НЕУВЯДАЕМОСТЬ ЧЕЛОВЕЧНОСТИ
Среди писем, полученных после опубликования заметки «Посылка из Вены», было одно, не имевшее, казалось бы, отношения ни к истории потерянной в конце войны тетради со стихами украинского советского поэта Василия Швеца, о котором в заметке шла речь, ни к людям, сохранившим эту тетрадь в Австрии.
«Я не могу Вам сообщить ничего нового по сути дела, — писала Мария Аркадьевна Забежанская из Риги, — но мне хотелось бы рассказать об австрийской женщине, спасшей не тетрадь со стихами, а человеческую жизнь. Сделать это было куда труднее и опаснее, так как речь идет о советской разведчице. Этой разведчицей была лично я, и Вы, конечно, поймете меня, если я скажу, что с тех пор считаю Марию Фешинг из австрийского селения Ланзаттель своей второй матерью».
Случай помог мне встретиться с автором этого письма — вскоре Мария Забежанская приехала с группой рижан на экскурсию в Киев. Я прохаживался в ожидании у входа в Софиевский собор, который в это время осматривали рижане, и думал о том, сколько еще не раскрыто героических подвигов времен Великой Отечественной войны — особенно подвигов совести, подвигов сострадания и гуманности. Ведь о них чаще всего знали только те, кто их совершал, и те, кто благодаря им выжил, а истинная доброта не ищет гласности, она проявляется не ради славы, а в силу себя самой — потому-то человечность и считается высшим воплощением благородства.
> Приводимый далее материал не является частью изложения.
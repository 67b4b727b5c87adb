//! Health and version endpoints
//!
//! - /health, /healthz - Liveness probe
//! - /version - Build metadata for deployment verification

use bytes::Bytes;
use chrono::Utc;
use http_body_util::Full;
use hyper::{Response, StatusCode};
use serde::Serialize;

#[derive(Serialize)]
struct HealthResponse {
    healthy: bool,
    status: &'static str,
    version: &'static str,
    timestamp: String,
}

#[derive(Serialize)]
struct VersionResponse {
    version: &'static str,
    commit: &'static str,
    build_time: &'static str,
    service: &'static str,
}

/// Liveness probe - 200 whenever the process is serving
pub fn health_check() -> Response<Full<Bytes>> {
    let response = HealthResponse {
        healthy: true,
        status: "online",
        version: env!("CARGO_PKG_VERSION"),
        timestamp: Utc::now().to_rfc3339(),
    };

    json(StatusCode::OK, &response)
}

/// Build/version info captured by build.rs
pub fn version_info() -> Response<Full<Bytes>> {
    let response = VersionResponse {
        version: env!("CARGO_PKG_VERSION"),
        commit: option_env!("GIT_COMMIT_SHORT").unwrap_or("unknown"),
        build_time: option_env!("BUILD_TIMESTAMP").unwrap_or("unknown"),
        service: "sponsicore",
    };

    json(StatusCode::OK, &response)
}

fn json<T: Serialize>(status: StatusCode, body: &T) -> Response<Full<Bytes>> {
    let json = serde_json::to_string(body).unwrap_or_else(|_| "{}".to_string());
    Response::builder()
        .status(status)
        .header("Content-Type", "application/json")
        .body(Full::new(Bytes::from(json)))
        .unwrap()
}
Вскоре под аркой колокольни появилась невысокая женщина и направилась ко мне. В руке у нее была папка: надеясь в Киеве встретиться со мной, она захватила некоторые бумаги и письма, Относящиеся к ее военной одиссее. Мы расположились в укромном уголке, и я стал листать черновики ее донесений, написанных на каких-то немецких бланках сразу же после возвращения из Ланзаттеля во фронтовой тыл, когда советские войска уже добивали фашистов в их логове.
Бегло ознакомившись с бумагами, я, честно говоря, подумал: стоит ли этим заниматься мне? Ведь на протяжении послевоенных лет уже столько писали о случаях, когда на чужой земле спасали советских людей, рискуя собственной жизнью. Конечно, каждый такой случай значителен и важен сам по себе, и о нем надо знать. И все-таки смысл и характер их уже на прежних примерах раскрыт, а стало быть, в некоторой степени уже потерял остроту новизны, интересную для писателя.
И тут же я увидел небольшое письмо, которое осветило вопрос по-новому. Вот это письмо:
«Дорогая Маша! Наконец мы получили весточку от тебя, а вчера и твою посылку. Очень вкусно, мы угощали всех приходивших к нам гостей. Спасибо, мама тебя очень благодарит. Маша, почему ты так долго не писала — была больна? Мама за тебя очень волновалась. А нашу посылку ты получила? Мы послали тебе небольшую картину, на которой изображен наш Ланзаттель, маленький несессер, конфеты и еще несколько мелочей. В январе мама хочет послать еще кое-что… У нас уже зима, полуметровый снег. Все благополучно, но у меня боли в суставах. Сердечный привет тебе — мама и ее семья».